PROVIDED ENTRIES START

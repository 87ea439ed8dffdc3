//! @acp:module "Generate Command"
//! @acp:summary "Generate node classes for annotated headers"
//! @acp:domain cli
//! @acp:layer handler
//!
//! Implements `nodegen generate`: parse headers, build node classes for every
//! annotated function and write them to the generation cache.

use std::collections::HashMap;
use std::path::PathBuf;

use anyhow::{bail, Result};
use console::style;
use indicatif::{ProgressBar, ProgressStyle};

use crate::batch::{discover_headers, generate_module, parse_headers};
use crate::cache::{generation_fingerprint, GenerationCache};
use crate::codegen::FunctionNodeGenerator;
use crate::config::Config;
use crate::declaration::TreeSitterParser;

/// Options for the generate command
#[derive(Debug, Clone)]
pub struct GenerateOptions {
    /// Header files or directories to scan
    pub paths: Vec<PathBuf>,
    /// Print generated source instead of writing the cache
    pub stdout: bool,
    /// Skip headers whose cache entry is up to date
    pub incremental: bool,
    /// Hide the progress bar
    pub quiet: bool,
}

impl Default for GenerateOptions {
    fn default() -> Self {
        Self {
            paths: vec![PathBuf::from(".")],
            stdout: false,
            incremental: false,
            quiet: false,
        }
    }
}

/// Counts reported at the end of a run
#[derive(Debug, Clone, Default, PartialEq, Eq)]
pub struct GenerateSummary {
    pub headers: usize,
    pub written: usize,
    pub unchanged: usize,
    pub nodes: usize,
    pub skipped_functions: usize,
    pub failed: usize,
}

/// Execute the generate command
pub fn execute_generate(options: GenerateOptions, config: &Config) -> Result<GenerateSummary> {
    let paths = discover_headers(&options.paths, config)?;
    if paths.is_empty() {
        eprintln!("{} No headers found matching include patterns", style("✗").red());
        for pattern in &config.include {
            eprintln!("    include: {}", pattern);
        }
        bail!("nothing to generate");
    }

    let progress = if options.quiet || options.stdout {
        ProgressBar::hidden()
    } else {
        ProgressBar::new(paths.len() as u64)
    };
    progress.set_style(
        ProgressStyle::with_template("{spinner} [{bar:30}] {pos}/{len} {msg}")?
            .progress_chars("=> "),
    );

    let parser = TreeSitterParser::new();
    let report = parse_headers(&paths, &parser, config.workers, |path| {
        progress.set_message(path.display().to_string());
        progress.inc(1);
    })?;
    progress.finish_and_clear();

    let cache = GenerationCache::from_config(&config.cache)?;
    let generator = FunctionNodeGenerator::new(&config.generator);
    let mut summary = GenerateSummary {
        headers: paths.len(),
        failed: report.failures.len(),
        ..Default::default()
    };
    let mut keys: HashMap<String, PathBuf> = HashMap::new();

    // Cache writes stay on this thread so manifest updates never race.
    for header in &report.headers {
        let key = header.module_name();
        let Some(path) = header.path.clone() else {
            continue;
        };
        if let Some(previous) = keys.insert(key.clone(), path.clone()) {
            eprintln!(
                "{} {} and {} share cache key '{}'; the later one wins",
                style("⚠").yellow(),
                previous.display(),
                path.display(),
                key
            );
        }

        let fingerprint = generation_fingerprint(&header.source, &config.generator);
        if options.incremental && !options.stdout && cache.is_fresh(&key, &fingerprint)? {
            tracing::debug!("{} is up to date", path.display());
            summary.unchanged += 1;
            continue;
        }

        let module = generate_module(header, &generator);
        summary.nodes += module.nodes.len();
        summary.skipped_functions += module.skipped.len();
        for skipped in &module.skipped {
            eprintln!(
                "{} {}: skipped {}: {}",
                style("⚠").yellow(),
                path.display(),
                skipped.function,
                skipped.message
            );
        }

        if options.stdout {
            print!("{}", module.render());
        } else {
            cache.store_generated(&key, &module.render(), &path, &fingerprint, module.nodes.len())?;
            summary.written += 1;
        }
    }

    for failure in &report.failures {
        eprintln!(
            "{} {} [{}]: {}",
            style("✗").red(),
            failure.path.display(),
            failure.kind,
            failure.message
        );
    }

    if !options.stdout {
        println!(
            "{} {} nodes from {} headers ({} written, {} unchanged) in {}",
            style("✓").green(),
            summary.nodes,
            summary.headers - summary.failed,
            summary.written,
            summary.unchanged,
            cache.dir().display()
        );
    }

    if report.has_failures() {
        bail!("{} of {} headers failed", summary.failed, summary.headers);
    }
    Ok(summary)
}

PROVIDED ENTRIES END

* WHAT YOU HAVE TO DO *
Reproduce exactly every line that sits between the start of the entries and the line bearing "use console::style;", counting both of those lines.

* RESPONSE *
repository 87ea439ed8dffdc3
//! @acp:module "Generate Command"
//! @acp:summary "Generate node classes for annotated headers"
//! @acp:domain cli
//! @acp:layer handler
//!
//! Implements `nodegen generate`: parse headers, build node classes for every
//! annotated function and write them to the generation cache.

use std::collections::HashMap;
use std::path::PathBuf;

use anyhow::{bail, Result};
use console::style;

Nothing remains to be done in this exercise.